Description of the task — All lines of the listing that contain "calls" should be shown in full.

Records for this exercise —

━━━━━━

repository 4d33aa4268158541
mod helpers;
//! Peekable view of one sorted record stream, for k-way merges.
//!
//! A merge driver holds one [`MergeCursor`] per input stream, calls
//! [`advance`](MergeCursor::advance) once on each to load the first record,
//! then repeatedly compares [`key`](MergeCursor::key)s, re-emits the chosen
//! record with [`write_current`](MergeCursor::write_current) and advances the
//! cursor(s) it consumed. Which record wins on duplicate keys is the
//! driver's decision.

use record::Record;
use std::cmp::Ordering;
use std::io::{self, Read, Write};

use crate::{ScanError, Scanner};

/// Where a cursor is in its stream.
#[derive(Debug, Clone, Copy, PartialEq, Eq)]
pub enum CursorState {
    /// Created, `advance` not called yet.
    Unstarted,
    /// Positioned on a record.
    HasRecord,
    /// The stream is finished. Terminal.
    Exhausted,
}

/// A cursor over the records of one [`Scanner`].
///
/// The decoded record is cached at `advance` time so that key comparisons
/// during a merge never touch the scanner.
pub struct MergeCursor<R: Read> {
    scanner: Scanner<R>,
    record: Option<Record>,
    state: CursorState,
}

impl<R: Read> MergeCursor<R> {
    /// Wraps `scanner`. The cursor starts before the first record.
    pub fn new(scanner: Scanner<R>) -> Self {
        Self {
            scanner,
            record: None,
            state: CursorState::Unstarted,
        }
    }

    /// Key of the current record, `None` if unstarted or exhausted.
    #[must_use]
    pub fn key(&self) -> Option<&[u8]> {
        self.record.as_ref().map(Record::key)
    }

    /// The current record, `None` if unstarted or exhausted.
    #[must_use]
    pub fn record(&self) -> Option<&Record> {
        self.record.as_ref()
    }

    /// Where the cursor is in its stream.
    #[must_use]
    pub fn state(&self) -> CursorState {
        self.state
    }

    /// `true` once the stream has ended, cleanly or through an error.
    #[must_use]
    pub fn is_exhausted(&self) -> bool {
        self.state == CursorState::Exhausted
    }

    /// Loads the next record, replacing the current one.
    ///
    /// At a clean end of stream the cursor becomes [`CursorState::Exhausted`]
    /// and later calls are no-ops.
    ///
    /// # Errors
    ///
    /// Propagates any [`ScanError`] from the scanner. The cursor drops its
    /// record and reports [`CursorState::Exhausted`]; it must not be used to
    /// drive a merge afterwards.
    pub fn advance(&mut self) -> Result<(), ScanError> {
        if self.state == CursorState::Exhausted {
            return Ok(());
        }

        match self.scanner.advance() {
            Ok(true) => {
                self.record = self.scanner.record();
                self.state = if self.record.is_some() {
                    CursorState::HasRecord
                } else {
                    CursorState::Exhausted
                };
                Ok(())
            }
            Ok(false) => {
                self.record = None;
                self.state = CursorState::Exhausted;
                Ok(())
            }
            Err(e) => {
                self.record = None;
                self.state = CursorState::Exhausted;
                Err(e)
            }
        }
    }

    /// Encodes the current record into `w`.
    ///
    /// Returns `Ok(false)` without writing anything when there is no
    /// current record.
    pub fn write_current<W: Write>(&self, w: &mut W) -> io::Result<bool> {
        match &self.record {
            Some(rec) => {
                rec.encode(w)?;
                Ok(true)
            }
            None => Ok(false),
        }
    }

    /// Compares the current keys of two cursors. `None` if either has no
    /// current record.
    pub fn cmp_key<S: Read>(&self, other: &MergeCursor<S>) -> Option<Ordering> {
        Some(self.key()?.cmp(other.key()?))
    }

    /// Consumes the cursor and returns its scanner.
    pub fn into_scanner(self) -> Scanner<R> {
        self.scanner
    }
}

━━━━━━

Exercise solution —
//! A merge driver holds one [`MergeCursor`] per input stream, calls
    /// and later calls are no-ops.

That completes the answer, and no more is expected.